(Stored data entries)

§ §

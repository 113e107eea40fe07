//! Fetch error types.

use std::time::Duration;
use thiserror::Error;

/// Errors from resolving a fetch request.
#[derive(Debug, Clone, PartialEq, Eq, Error)]
pub enum FetchError {
    /// The URL is blank.
    #[error("Please enter a URL")]
    MissingUrl,

    /// The URL could not be parsed.
    #[error("Invalid URL '{url}': {reason}")]
    InvalidUrl {
        /// The offending URL.
        url: String,
        /// Parser message.
        reason: String,
    },

    /// The request was aborted after its timeout elapsed.
    #[error("Request timed out after {0:?}")]
    Timeout(Duration),

    /// The request was cancelled by the caller.
    #[error("Request cancelled")]
    Cancelled,

    /// Connection, TLS or body read failure.
    #[error("Network error: {0}")]
    Network(String),
}

impl FetchError {
    /// Create a network error.
    pub fn network(message: impl Into<String>) -> Self {
        Self::Network(message.into())
    }

    /// Whether the request was aborted by its timeout.
    #[must_use]
    pub fn is_timeout(&self) -> bool {
        matches!(self, Self::Timeout(_))
    }
}

impl From<reqwest::Error> for FetchError {
    fn from(err: reqwest::Error) -> Self {
        if err.is_timeout() {
            FetchError::Timeout(Duration::ZERO)
        } else {
            FetchError::Network(err.to_string())
        }
    }
}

§ §

• _Instructions for the task_
Write out exactly the lines that fall from the line with "Self::Network(message.into())" to the line with "FetchError::Timeout(Duration::ZERO)" in the records above, keeping both ends.

• _Answer box_
        Self::Network(message.into())
    }

    /// Whether the request was aborted by its timeout.
    #[must_use]
    pub fn is_timeout(&self) -> bool {
        matches!(self, Self::Timeout(_))
    }
}

impl From<reqwest::Error> for FetchError {
    fn from(err: reqwest::Error) -> Self {
        if err.is_timeout() {
            FetchError::Timeout(Duration::ZERO)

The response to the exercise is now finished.